Now there's an $n$ ?

Note first that the sum of a series of logs (of the same base) is equal to the log of the product of those terms. Now we can write this product as

$\dfrac{a(a + 2)}{(a - 2)(a + 4)}*\dfrac{(a + 1)(a + 3)}{(a - 1)(a + 5)}*\dfrac{(a + 2)(a + 4)}{a(a + 6)}*\dfrac{(a + 3)(a + 5)}{(a + 1)(a + 7)}*.....$

This is a telescoping product that leaves us with the equation

$\log_{n}\left(\dfrac{(a + 2)(a + 3)}{(a - 2)(a - 1)}\right) = 1 \Longrightarrow (a + 2)(a + 3) = n(a - 2)(a - 1)$

$\Longrightarrow (n - 1)a^{2} - (3n + 5)a + 2(n - 3) = 0$

$\Longrightarrow a = \dfrac{(3n + 5) \pm \sqrt{(3n + 5)^{2} - 8(n - 1)(n - 3)}}{2(n - 1)}$

$\Longrightarrow a = \dfrac{(3n + 5) \pm \sqrt{n^{2} + 62n + 1}}{2(n - 1)}.$

Now in order for $a$ to be rational with $n$ being integral we will require that the polynomial under the square root sign be a perfect square, i.e.,

$n^{2} + 62n + 1 = m^{2} \Longrightarrow (n + 31)^{2} - 960 = m^{2}$

$\Longrightarrow [(n + 31) + m][(n + 31) - m] = 960 = 2^{6} \times 3 \times 5.$

Now if we choose divisor pairs $a$ and $b$ we will end up with the pair of equations

$(n + 31) + m = a, (n + 31) - m = b \Longrightarrow n = \dfrac{a + b}{2} - 31.$

This value is integral and maximized when $a + b$ is even and when $a$ and $b$ are as "far apart" as possible. The most "far apart" divisor pair is $(960,1),$ but the sum here is odd.
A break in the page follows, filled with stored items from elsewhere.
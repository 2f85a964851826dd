// Dweve FDL - Flat Data Language
//
// Copyright (c) 2025 Dweve IP B.V. and individual contributors.
//
// SPDX-License-Identifier: Apache-2.0
//
// Licensed under the Apache License, Version 2.0 (the "License");
// you may not use this file except in compliance with the License.
// You may obtain a copy of the License in the LICENSE file at the
// root of this repository or at: http://www.apache.org/licenses/LICENSE-2.0
//
// Unless required by applicable law or agreed to in writing, software
// distributed under the License is distributed on an "AS IS" BASIS,
// WITHOUT WARRANTIES OR CONDITIONS OF ANY KIND, either express or implied.
// See the License for the specific language governing permissions and
// limitations under the License.

//! Record segmentation: turning a byte stream into discrete records.
//!
//! A [`RecordSegmenter`] pulls refills from a byte source, decodes them
//! incrementally and delivers records to a callback, either at every
//! unescaped occurrence of a separator character or in fixed-length slices.
//! Text after the last boundary of a refill carries over to the next one;
//! escape runs are counted across refill boundaries, so a separator is never
//! misclassified just because the buffer happened to end inside its escape
//! run.
//!
//! When a record begins and ends inside one refill and nothing is carried
//! over, the callback receives a zero-copy view of the decode buffer.
//!
//! After the source is exhausted, whatever text remains is delivered as one
//! final record — even when it is empty. Both readers treat an empty record
//! as a no-op, so the only observable effect is the line counter of the
//! tagged reader, which matches how line numbers are counted upstream.

use crate::decoder::{Encoding, StreamDecoder};
use crate::error::{StreamError, StreamResult};
use std::io::Read;

/// How records are delimited.
#[derive(Debug, Clone, Copy, PartialEq, Eq)]
pub enum RecordBoundary {
    /// Records end at an unescaped occurrence of this character.
    Separator(char),
    /// Records are exactly this many characters long.
    FixedLength(usize),
}

/// Tuning options for a segmenter.
#[derive(Debug, Clone)]
pub struct SegmentOptions {
    /// Source encoding.
    pub encoding: Encoding,
    /// Escape character for the record separator, when one applies.
    pub escape: Option<char>,
    /// Size of one read from the byte source.
    pub buffer_size: usize,
    /// Upper bound on a single record, in characters.
    pub max_record_size: usize,
}

impl Default for SegmentOptions {
    fn default() -> Self {
        Self {
            encoding: Encoding::Utf8,
            escape: None,
            buffer_size: 8 * 1024,
            max_record_size: 1024 * 1024,
        }
    }
}

/// Per-stream record segmentation state.
///
/// One segmenter serves one stream; all buffers are reset by construction,
/// and nothing here is shared with the compiled schema.
#[derive(Debug)]
pub struct RecordSegmenter<R: Read> {
    source: R,
    decoder: StreamDecoder,
    boundary: RecordBoundary,
    escape: Option<char>,
    max_record: usize,
    byte_buf: Vec<u8>,
    chunk: String,
    carry: String,
    records: usize,
}

impl<R: Read> RecordSegmenter<R> {
    /// A segmenter with default options.
    pub fn new(source: R, boundary: RecordBoundary) -> Self {
        Self::with_options(source, boundary, SegmentOptions::default())
    }

    pub fn with_options(source: R, boundary: RecordBoundary, options: SegmentOptions) -> Self {
        Self {
            source,
            decoder: StreamDecoder::new(options.encoding),
            boundary,
            escape: options.escape,
            max_record: options.max_record_size,
            byte_buf: vec![0; options.buffer_size.max(1)],
            chunk: String::new(),
            carry: String::new(),
            records: 0,
        }
    }

    /// Number of records delivered so far.
    #[inline]
    pub fn records(&self) -> usize {
        self.records
    }

    /// Drive the stream to completion, calling `on_record` for every record.
    ///
    /// The final carry-over is always delivered, trailing boundary or not.
    pub fn run<F>(&mut self, mut on_record: F) -> StreamResult<()>
    where
        F: FnMut(&str) -> StreamResult<()>,
    {
        loop {
            let n = self.source.read(&mut self.byte_buf)?;
            if n == 0 {
                break;
            }
            self.chunk.clear();
            self.decoder.decode(&self.byte_buf[..n], &mut self.chunk);
            match self.boundary {
                RecordBoundary::Separator(sep) => self.scan_separators(sep, &mut on_record)?,
                RecordBoundary::FixedLength(len) => self.drain_fixed(len, &mut on_record)?,
            }
        }

        self.chunk.clear();
        self.decoder.finish(&mut self.chunk);

        let last = std::mem::take(&mut self.carry);
        self.records += 1;
        on_record(&last)
    }

    fn scan_separators<F>(&mut self, sep: char, on_record: &mut F) -> StreamResult<()>
    where
        F: FnMut(&str) -> StreamResult<()>,
    {
        let chunk = std::mem::take(&mut self.chunk);
        let result = self.scan_chunk(&chunk, sep, on_record);
        self.chunk = chunk;
        result
    }

    fn scan_chunk<F>(&mut self, chunk: &str, sep: char, on_record: &mut F) -> StreamResult<()>
    where
        F: FnMut(&str) -> StreamResult<()>,
    {
        let mut start = 0usize;
        let mut search = 0usize;
        while let Some(found) = find_char(&chunk[search..], sep) {
            let pos = search + found;
            if let Some(esc) = self.escape {
                // The run may begin in the carried-over text of an earlier
                // refill; the carry is empty once a boundary was found here.
                if escape_run(&self.carry, &chunk[start..pos], esc) % 2 == 1 {
                    search = pos + sep.len_utf8();
                    continue;
                }
            }
            let piece = &chunk[start..pos];
            if self.carry.is_empty() {
                self.guard(piece)?;
                self.records += 1;
                on_record(piece)?;
            } else {
                self.carry.push_str(piece);
                self.guard_carry()?;
                self.records += 1;
                on_record(&self.carry)?;
                self.carry.clear();
            }
            start = pos + sep.len_utf8();
            search = start;
        }
        self.carry.push_str(&chunk[start..]);
        self.guard_carry()
    }

    fn drain_fixed<F>(&mut self, len: usize, on_record: &mut F) -> StreamResult<()>
    where
        F: FnMut(&str) -> StreamResult<()>,
    {
        let chunk = std::mem::take(&mut self.chunk);
        self.carry.push_str(&chunk);
        self.chunk = chunk;
        while let Some(boundary) = nth_char_boundary(&self.carry, len) {
            if boundary == self.carry.len() {
                // Exactly one record accumulated; it is completed by the
                // next refill or delivered as the final record.
                break;
            }
            self.records += 1;
            on_record(&self.carry[..boundary])?;
            self.carry.drain(..boundary);
        }
        Ok(())
    }

    fn guard(&self, text: &str) -> StreamResult<()> {
        // Byte length bounds character length from above.
        if text.len() > self.max_record && text.chars().count() > self.max_record {
            return Err(StreamError::RecordTooLarge {
                record: self.records + 1,
                limit: self.max_record,
            });
        }
        Ok(())
    }

    fn guard_carry(&self) -> StreamResult<()> {
        if self.carry.len() > self.max_record && self.carry.chars().count() > self.max_record {
            return Err(StreamError::RecordTooLarge {
                record: self.records + 1,
                limit: self.max_record,
            });
        }
        Ok(())
    }
}

/// Locate `needle` in `haystack`, with a SIMD fast path for the common
/// ASCII separator case.
fn find_char(haystack: &str, needle: char) -> Option<usize> {
    if needle.is_ascii() {
        memchr::memchr(needle as u8, haystack.as_bytes())
    } else {
        haystack.find(needle)
    }
}

/// Length of the run of consecutive escape characters immediately preceding
/// the scan position, continuing into the carried-over text when the run
/// reaches the start of the current chunk.
fn escape_run(carry: &str, head: &str, esc: char) -> usize {
    let mut run = 0;
    for c in head.chars().rev() {
        if c != esc {
            return run;
        }
        run += 1;
    }
    for c in carry.chars().rev() {
        if c != esc {
            break;
        }
        run += 1;
    }
    run
}

/// Byte offset just past the `n`-th character, or `None` when the string is
/// shorter than `n` characters.
fn nth_char_boundary(s: &str, n: usize) -> Option<usize> {
    if s.is_ascii() {
        return (s.len() >= n).then_some(n);
    }
    let mut seen = 0;
    for (idx, _) in s.char_indices() {
        if seen == n {
            return Some(idx);
        }
        seen += 1;
    }
    (seen == n).then_some(s.len())
}

#[cfg(test)]
mod tests {
    use super::*;
    use proptest::prelude::*;
    use std::io::Cursor;

    /// A reader that hands out its input in deliberately tiny refills.
    struct Dribble<'a> {
        data: &'a [u8],
        step: usize,
    }

    impl Read for Dribble<'_> {
        fn read(&mut self, buf: &mut [u8]) -> std::io::Result<usize> {
            let n = self.step.min(self.data.len()).min(buf.len());
            buf[..n].copy_from_slice(&self.data[..n]);
            self.data = &self.data[n..];
            Ok(n)
        }
    }

    fn collect_separated(input: &str, sep: char, escape: Option<char>, step: usize) -> Vec<String> {
        let options = SegmentOptions {
            escape,
            ..SegmentOptions::default()
        };
        let source = Dribble {
            data: input.as_bytes(),
            step,
        };
        let mut segmenter =
            RecordSegmenter::with_options(source, RecordBoundary::Separator(sep), options);
        let mut records = Vec::new();
        segmenter
            .run(|record| {
                records.push(record.to_string());
                Ok(())
            })
            .unwrap();
        records
    }

    fn collect_fixed(input: &str, len: usize) -> Vec<String> {
        let mut segmenter = RecordSegmenter::new(
            Cursor::new(input.as_bytes().to_vec()),
            RecordBoundary::FixedLength(len),
        );
        let mut records = Vec::new();
        segmenter
            .run(|record| {
                records.push(record.to_string());
                Ok(())
            })
            .unwrap();
        records
    }

    // ==================== separator mode tests ====================

    #[test]
    fn test_separator_basic() {
        assert_eq!(collect_separated("a\nb\nc", '\n', None, 64), ["a", "b", "c"]);
    }

    #[test]
    fn test_separator_trailing_boundary_gives_empty_final() {
        assert_eq!(collect_separated("a\nb\n", '\n', None, 64), ["a", "b", ""]);
    }

    #[test]
    fn test_separator_empty_input_single_empty_record() {
        assert_eq!(collect_separated("", '\n', None, 64), [""]);
    }

    #[test]
    fn test_separator_record_spanning_refills() {
        // step=1 forces every character into its own refill.
        assert_eq!(
            collect_separated("hello\nworld", '\n', None, 1),
            ["hello", "world"]
        );
    }

    #[test]
    fn test_separator_escaped_is_kept_in_record() {
        // The escape marker and the separator both remain in the record;
        // field-level escape handling removes markers later.
        assert_eq!(
            collect_separated("a\\;b;c", ';', Some('\\'), 64),
            ["a\\;b", "c"]
        );
    }

    #[test]
    fn test_separator_double_escape_is_boundary() {
        assert_eq!(
            collect_separated("a\\\\;b", ';', Some('\\'), 64),
            ["a\\\\", "b"]
        );
    }

    #[test]
    fn test_separator_escape_run_across_refill_boundary() {
        // With step=1, the escape lands in one refill and the separator in
        // the next; the run must still be recognized.
        assert_eq!(
            collect_separated("a\\;b;c", ';', Some('\\'), 1),
            ["a\\;b", "c"]
        );
    }

    #[test]
    fn test_separator_multibyte_content() {
        assert_eq!(
            collect_separated("grün;blau;rot", ';', None, 2),
            ["grün", "blau", "rot"]
        );
    }

    #[test]
    fn test_separator_non_ascii_separator() {
        assert_eq!(collect_separated("a§b", '§', None, 64), ["a", "b"]);
    }

    #[test]
    fn test_record_too_large() {
        let options = SegmentOptions {
            max_record_size: 4,
            ..SegmentOptions::default()
        };
        let mut segmenter = RecordSegmenter::with_options(
            Cursor::new(b"abcdefgh;x".to_vec()),
            RecordBoundary::Separator(';'),
            options,
        );
        let result = segmenter.run(|_| Ok(()));
        assert!(matches!(result, Err(StreamError::RecordTooLarge { .. })));
    }

    // ==================== fixed-length mode tests ====================

    #[test]
    fn test_fixed_exact_multiple() {
        assert_eq!(collect_fixed("aaabbbccc", 3), ["aaa", "bbb", "ccc"]);
    }

    #[test]
    fn test_fixed_short_tail() {
        assert_eq!(collect_fixed("aaabb", 3), ["aaa", "bb"]);
    }

    #[test]
    fn test_fixed_empty_input() {
        assert_eq!(collect_fixed("", 3), [""]);
    }

    #[test]
    fn test_fixed_counts_chars_not_bytes() {
        assert_eq!(collect_fixed("äöüß", 2), ["äö", "üß"]);
    }

    #[test]
    fn test_fixed_across_refills() {
        let source = Dribble {
            data: b"aabbccdd",
            step: 3,
        };
        let mut segmenter = RecordSegmenter::new(source, RecordBoundary::FixedLength(2));
        let mut records = Vec::new();
        segmenter
            .run(|r| {
                records.push(r.to_string());
                Ok(())
            })
            .unwrap();
        assert_eq!(records, ["aa", "bb", "cc", "dd"]);
    }

    // ==================== property tests ====================

    proptest! {
        #[test]
        fn prop_fixed_round_trip(body in "[a-z]{0,40}", len in 1usize..8) {
            // Truncate to an exact multiple of the record length.
            let keep = (body.len() / len) * len;
            let input = &body[..keep];
            let records = collect_fixed(input, len);
            prop_assert_eq!(records.concat(), input);
        }

        #[test]
        fn prop_separator_count(fields in proptest::collection::vec("[a-y]{0,5}", 1..8), step in 1usize..16) {
            let input = fields.join(";");
            let records = collect_separated(&input, ';', None, step);
            prop_assert_eq!(records.len(), fields.len());
            prop_assert_eq!(records, fields);
        }
    }
}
The next pair to consider is $(480,2),$ which yields a potential maximal value of $n = 210.$ But first we need to check which values of $a$ result:

$a = \dfrac{635 \pm 239}{438} \Longrightarrow a = \dfrac{23}{11}$ or $a = \dfrac{18}{19}.$

Now looking back at the original sum, we see that the domain conditions of the log function require that $a \gt 2.$ Thus with this value of $n$ we have exactly one valid rational solution for $a,$ namely $a = \dfrac{23}{11},$ and so the desired value for $n$ is $\boxed{210}.$